Dengan anggun kaki ramping itu melangkah. Dia menuju ke dalam lift untuk naik menuju ruangan bos-nya.
Denting terdengar.
Pintu lift terbuka.
Langsung menuju ke meja sekretarisnya yang berada di depan ruangan CEO, Ratu segera menyusun barang-barangnya.

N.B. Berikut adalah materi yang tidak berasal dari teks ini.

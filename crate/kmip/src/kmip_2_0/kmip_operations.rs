//! KMIP 2.0 operation payloads.
//!
//! Same operation set as the 1.4 module, different shapes: attributes are
//! flat `Attributes` structures, identifiers are the tagged
//! [`UniqueIdentifier`] sum, Revoke lost its message, and SetAttribute
//! exists at all.

use super::{
    kmip_attributes::Attributes,
    kmip_types::UniqueIdentifier,
};
use crate::{
    kmip_0::{
        kmip_data_structures::{CapabilityInformation, ManagedObject},
        kmip_types::{
            enum_child, ObjectType, Operation, QueryFunction,
            RevocationReasonCode,
        },
    },
    ttlv::TTLV,
    KmipError,
};

const REQUEST_PAYLOAD: &str = "RequestPayload";

fn required_uid(parent: &TTLV, payload: &'static str) -> Result<UniqueIdentifier, KmipError> {
    UniqueIdentifier::from_ttlv(
        parent
            .child("UniqueIdentifier")
            .ok_or(KmipError::MissingField("UniqueIdentifier", payload))?,
    )
}

/// 6.1.5 Create
/// The attributes of the new object are carried flat, tagged by their
/// semantic tag, instead of the 1.x Template-Attribute wrapper.
#[derive(Debug, Clone, PartialEq, Eq)]
pub struct CreateRequestPayload {
    pub object_type: ObjectType,
    pub attributes: Attributes,
}

impl CreateRequestPayload {
    pub fn to_ttlv(&self) -> Result<TTLV, KmipError> {
        Ok(TTLV::structure(
            REQUEST_PAYLOAD,
            vec![
                TTLV::enumeration("ObjectType", self.object_type),
                self.attributes.to_ttlv()?,
            ],
        ))
    }
}

#[derive(Debug, Clone, PartialEq, Eq)]
pub struct CreateResponsePayload {
    pub object_type: Option<ObjectType>,
    pub unique_identifier: UniqueIdentifier,
}

impl CreateResponsePayload {
    pub fn from_ttlv(ttlv: &TTLV) -> Result<Self, KmipError> {
        let object_type = match enum_child(ttlv, "ObjectType")? {
            Some(variant) => Some(ObjectType::from_variant(variant)?),
            None => None,
        };
        Ok(Self {
            object_type,
            unique_identifier: required_uid(ttlv, "CreateResponsePayload")?,
        })
    }
}

/// 6.1.2 Activate
#[derive(Debug, Clone, PartialEq, Eq)]
pub struct ActivateRequestPayload {
    pub unique_identifier: UniqueIdentifier,
}

impl ActivateRequestPayload {
    #[must_use]
    pub fn to_ttlv(&self) -> TTLV {
        TTLV::structure(
            REQUEST_PAYLOAD,
            vec![self.unique_identifier.to_ttlv("UniqueIdentifier")],
        )
    }
}

#[derive(Debug, Clone, PartialEq, Eq)]
pub struct ActivateResponsePayload {
    pub unique_identifier: UniqueIdentifier,
}

impl ActivateResponsePayload {
    pub fn from_ttlv(ttlv: &TTLV) -> Result<Self, KmipError> {
        Ok(Self {
            unique_identifier: required_uid(ttlv, "ActivateResponsePayload")?,
        })
    }
}

/// 6.1.16 Get
#[derive(Debug, Clone, PartialEq, Eq)]
pub struct GetRequestPayload {
    pub unique_identifier: UniqueIdentifier,
}

impl GetRequestPayload {
    #[must_use]
    pub fn to_ttlv(&self) -> TTLV {
        TTLV::structure(
            REQUEST_PAYLOAD,
            vec![self.unique_identifier.to_ttlv("UniqueIdentifier")],
        )
    }
}

#[derive(Debug, PartialEq, Eq)]
pub struct GetResponsePayload {
    pub object_type: ObjectType,
    pub unique_identifier: UniqueIdentifier,
    pub object: Option<ManagedObject>,
}

impl GetResponsePayload {
    pub fn from_ttlv(ttlv: &TTLV) -> Result<Self, KmipError> {
        let object_type = enum_child(ttlv, "ObjectType")?
            .ok_or(KmipError::MissingField("ObjectType", "GetResponsePayload"))
            .and_then(ObjectType::from_variant)?;
        Ok(Self {
            object_type,
            unique_identifier: required_uid(ttlv, "GetResponsePayload")?,
            object: ManagedObject::from_parent(ttlv)?,
        })
    }
}

/// 6.1.36 Register
#[derive(Debug, PartialEq, Eq)]
pub struct RegisterRequestPayload {
    pub object_type: ObjectType,
    pub attributes: Attributes,
    pub object: ManagedObject,
}

impl RegisterRequestPayload {
    pub fn to_ttlv(&self) -> Result<TTLV, KmipError> {
        Ok(TTLV::structure(
            REQUEST_PAYLOAD,
            vec![
                TTLV::enumeration("ObjectType", self.object_type),
                self.attributes.to_ttlv()?,
                self.object.to_ttlv(),
            ],
        ))
    }
}

#[derive(Debug, Clone, PartialEq, Eq)]
pub struct RegisterResponsePayload {
    pub unique_identifier: UniqueIdentifier,
}

impl RegisterResponsePayload {
    pub fn from_ttlv(ttlv: &TTLV) -> Result<Self, KmipError> {
        Ok(Self {
            unique_identifier: required_uid(ttlv, "RegisterResponsePayload")?,
        })
    }
}

/// 6.1.26 Locate
#[derive(Debug, Clone, Default, PartialEq, Eq)]
pub struct LocateRequestPayload {
    pub maximum_items: Option<i32>,
    pub attributes: Attributes,
}

impl LocateRequestPayload {
    pub fn to_ttlv(&self) -> Result<TTLV, KmipError> {
        let mut items = Vec::new();
        if let Some(maximum_items) = self.maximum_items {
            items.push(TTLV::integer("MaximumItems", maximum_items));
        }
        items.push(self.attributes.to_ttlv()?);
        Ok(TTLV::structure(REQUEST_PAYLOAD, items))
    }
}

/// The 2.0 Locate response: the full ordered list of matches.
#[derive(Debug, Clone, Default, PartialEq, Eq)]
pub struct LocateResponsePayload {
    pub located_items: Option<i32>,
    pub unique_identifier: Vec<UniqueIdentifier>,
}

impl LocateResponsePayload {
    pub fn from_ttlv(ttlv: &TTLV) -> Result<Self, KmipError> {
        let located_items = match ttlv.child("LocatedItems") {
            Some(item) => Some(item.as_integer()?),
            None => None,
        };
        let mut unique_identifier = Vec::new();
        for item in ttlv.children_with_tag("UniqueIdentifier") {
            unique_identifier.push(UniqueIdentifier::from_ttlv(item)?);
        }
        Ok(Self {
            located_items,
            unique_identifier,
        })
    }
}

/// 6.1.38 Revoke
/// 2.0 carries the reason code alone: `RevocationMessage` is gone.
#[derive(Debug, Clone, PartialEq, Eq)]
pub struct RevokeRequestPayload {
    pub unique_identifier: UniqueIdentifier,
    pub revocation_reason_code: RevocationReasonCode,
}

impl RevokeRequestPayload {
    #[must_use]
    pub fn to_ttlv(&self) -> TTLV {
        TTLV::structure(
            REQUEST_PAYLOAD,
            vec![
                self.unique_identifier.to_ttlv("UniqueIdentifier"),
                TTLV::structure(
                    "RevocationReason",
                    vec![TTLV::enumeration(
                        "RevocationReasonCode",
                        self.revocation_reason_code,
                    )],
                ),
            ],
        )
    }
}

#[derive(Debug, Clone, PartialEq, Eq)]
pub struct RevokeResponsePayload {
    pub unique_identifier: UniqueIdentifier,
}

impl RevokeResponsePayload {
    pub fn from_ttlv(ttlv: &TTLV) -> Result<Self, KmipError> {
        Ok(Self {
            unique_identifier: required_uid(ttlv, "RevokeResponsePayload")?,
        })
    }
}

/// 6.1.12 Destroy
#[derive(Debug, Clone, PartialEq, Eq)]
pub struct DestroyRequestPayload {
    pub unique_identifier: UniqueIdentifier,
}

impl DestroyRequestPayload {
    #[must_use]
    pub fn to_ttlv(&self) -> TTLV {
        TTLV::structure(
            REQUEST_PAYLOAD,
            vec![self.unique_identifier.to_ttlv("UniqueIdentifier")],
        )
    }
}

#[derive(Debug, Clone, PartialEq, Eq)]
pub struct DestroyResponsePayload {
    pub unique_identifier: UniqueIdentifier,
}

impl DestroyResponsePayload {
    pub fn from_ttlv(ttlv: &TTLV) -> Result<Self, KmipError> {
        Ok(Self {
            unique_identifier: required_uid(ttlv, "DestroyResponsePayload")?,
        })
    }
}

/// 6.1.37 Re-key
#[derive(Debug, Clone, PartialEq, Eq)]
pub struct ReKeyRequestPayload {
    pub unique_identifier: UniqueIdentifier,
}

impl ReKeyRequestPayload {
    #[must_use]
    pub fn to_ttlv(&self) -> TTLV {
        TTLV::structure(
            REQUEST_PAYLOAD,
            vec![self.unique_identifier.to_ttlv("UniqueIdentifier")],
        )
    }
}

#[derive(Debug, Clone, PartialEq, Eq)]
pub struct ReKeyResponsePayload {
    pub unique_identifier: UniqueIdentifier,
}

impl ReKeyResponsePayload {
    pub fn from_ttlv(ttlv: &TTLV) -> Result<Self, KmipError> {
        Ok(Self {
            unique_identifier: required_uid(ttlv, "ReKeyResponsePayload")?,
        })
    }
}

/// 6.1.34 Query — request shape is the 1.4 one; the response reuses the
/// shared capability-information decoding, which also understands the
/// 2.0-only batch capabilities.
#[derive(Debug, Clone, Default, PartialEq, Eq)]
pub struct QueryRequestPayload {
    pub query_function: Vec<QueryFunction>,
}

impl QueryRequestPayload {
    #[must_use]
    pub fn to_ttlv(&self) -> TTLV {
        TTLV::structure(
            REQUEST_PAYLOAD,
            self.query_function
                .iter()
                .map(|function| TTLV::enumeration("QueryFunction", *function))
                .collect(),
        )
    }
}

#[derive(Debug, Clone, Default, PartialEq, Eq)]
pub struct QueryResponsePayload {
    pub operation: Vec<Operation>,
    pub object_type: Vec<ObjectType>,
    pub vendor_identification: Option<String>,
    pub capability_information: Vec<CapabilityInformation>,
}

impl QueryResponsePayload {
    pub fn from_ttlv(ttlv: &TTLV) -> Result<Self, KmipError> {
        let mut operation = Vec::new();
        for item in ttlv.children_with_tag("Operation") {
            operation.push(Operation::from_variant(item.as_enumeration()?)?);
        }
        let mut object_type = Vec::new();
        for item in ttlv.children_with_tag("ObjectType") {
            object_type.push(ObjectType::from_variant(item.as_enumeration()?)?);
        }
        let vendor_identification = match ttlv.child("VendorIdentification") {
            Some(item) => Some(item.as_text()?.to_owned()),
            None => None,
        };
        let mut capability_information = Vec::new();
        for item in ttlv.children_with_tag("CapabilityInformation") {
            capability_information.push(CapabilityInformation::from_ttlv(item)?);
        }
        Ok(Self {
            operation,
            object_type,
            vendor_identification,
            capability_information,
        })
    }
}

/// 6.1.13 Get Attributes
#[derive(Debug, Clone, PartialEq, Eq)]
pub struct GetAttributesRequestPayload {
    pub unique_identifier: UniqueIdentifier,
    pub attribute_reference: Vec<String>,
}

impl GetAttributesRequestPayload {
    #[must_use]
    pub fn to_ttlv(&self) -> TTLV {
        let mut items = vec![self.unique_identifier.to_ttlv("UniqueIdentifier")];
        for name in &self.attribute_reference {
            items.push(TTLV::text_string("AttributeReference", name));
        }
        TTLV::structure(REQUEST_PAYLOAD, items)
    }
}

/// The attributes come back as the children of an `Attributes` structure;
/// they are kept as raw TTLV items because a server may return any
/// attribute tag it knows about.
#[derive(Debug, Clone, PartialEq)]
pub struct GetAttributesResponsePayload {
    pub unique_identifier: UniqueIdentifier,
    pub attributes: Vec<TTLV>,
}

impl GetAttributesResponsePayload {
    pub fn from_ttlv(ttlv: &TTLV) -> Result<Self, KmipError> {
        let attributes = match ttlv.child("Attributes") {
            Some(item) => item.children()?.to_vec(),
            None => Vec::new(),
        };
        Ok(Self {
            unique_identifier: required_uid(ttlv, "GetAttributesResponsePayload")?,
            attributes,
        })
    }
}

/// An attribute spelled as a name/value pair, used by the
/// current/new-attribute structures of ModifyAttribute and SetAttribute.
#[derive(Debug, Clone, PartialEq, Eq)]
pub struct AttributeNameValue {
    pub attribute_name: String,
    pub attribute_value: String,
}

impl AttributeNameValue {
    #[must_use]
    pub fn to_ttlv(&self, tag: &str) -> TTLV {
        TTLV::structure(
            tag,
            vec![
                TTLV::text_string("AttributeName", &self.attribute_name),
                TTLV::text_string("AttributeValue", &self.attribute_value),
            ],
        )
    }
}

/// 6.1.29 Modify Attribute
/// 2.0 names both sides: the attribute being replaced and its replacement.
#[derive(Debug, Clone, PartialEq, Eq)]
pub struct ModifyAttributeRequestPayload {
    pub unique_identifier: UniqueIdentifier,
    pub current_attribute: Option<AttributeNameValue>,
    pub new_attribute: AttributeNameValue,
}

impl ModifyAttributeRequestPayload {
    #[must_use]
    pub fn to_ttlv(&self) -> TTLV {
        let mut items = vec![self.unique_identifier.to_ttlv("UniqueIdentifier")];
        if let Some(current) = &self.current_attribute {
            items.push(current.to_ttlv("CurrentAttribute"));
        }
        items.push(self.new_attribute.to_ttlv("NewAttribute"));
        TTLV::structure(REQUEST_PAYLOAD, items)
    }
}

#[derive(Debug, Clone, PartialEq, Eq)]
pub struct ModifyAttributeResponsePayload {
    pub unique_identifier: UniqueIdentifier,
}

impl ModifyAttributeResponsePayload {
    pub fn from_ttlv(ttlv: &TTLV) -> Result<Self, KmipError> {
        Ok(Self {
            unique_identifier: required_uid(ttlv, "ModifyAttributeResponsePayload")?,
        })
    }
}

/// 6.1.41 Set Attribute (new in 2.0; the 1.4 dialect rejects it locally).
#[derive(Debug, Clone, PartialEq, Eq)]
pub struct SetAttributeRequestPayload {
    pub unique_identifier: UniqueIdentifier,
    pub new_attribute: AttributeNameValue,
}

impl SetAttributeRequestPayload {
    #[must_use]
    pub fn to_ttlv(&self) -> TTLV {
        TTLV::structure(
            REQUEST_PAYLOAD,
            vec![
                self.unique_identifier.to_ttlv("UniqueIdentifier"),
                self.new_attribute.to_ttlv("NewAttribute"),
            ],
        )
    }
}

#[derive(Debug, Clone, PartialEq, Eq)]
pub struct SetAttributeResponsePayload {
    pub unique_identifier: UniqueIdentifier,
}

impl SetAttributeResponsePayload {
    pub fn from_ttlv(ttlv: &TTLV) -> Result<Self, KmipError> {
        Ok(Self {
            unique_identifier: required_uid(ttlv, "SetAttributeResponsePayload")?,
        })
    }
}

/// 6.1.11 Discover Versions — identical to the 1.4 payload.
pub use crate::kmip_1_4::kmip_operations::{
    DiscoverVersionsRequestPayload, DiscoverVersionsResponsePayload,
};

Menyiapkan berkas yang harus ditanda tangani oleh sang bos dan juga segala hal yang diperlukan oleh bos barunya pagi ini.
Ratu memeriksa meja yang telah ia pesan untuk bos-nya sarapan pagi bersama klienny sekarang. Di sebuah restoran mewah yang letaknya tidak jauh dari kantornya.
Wanita itu juga memeriksa beberapa proyek dan agenda yang dimulai oleh CEO sebelumnya. Karena ada beberapa proyek yang sudah dimulai dan harus diselesaikan oleh bos-nya di masa kepemimpinan barunya.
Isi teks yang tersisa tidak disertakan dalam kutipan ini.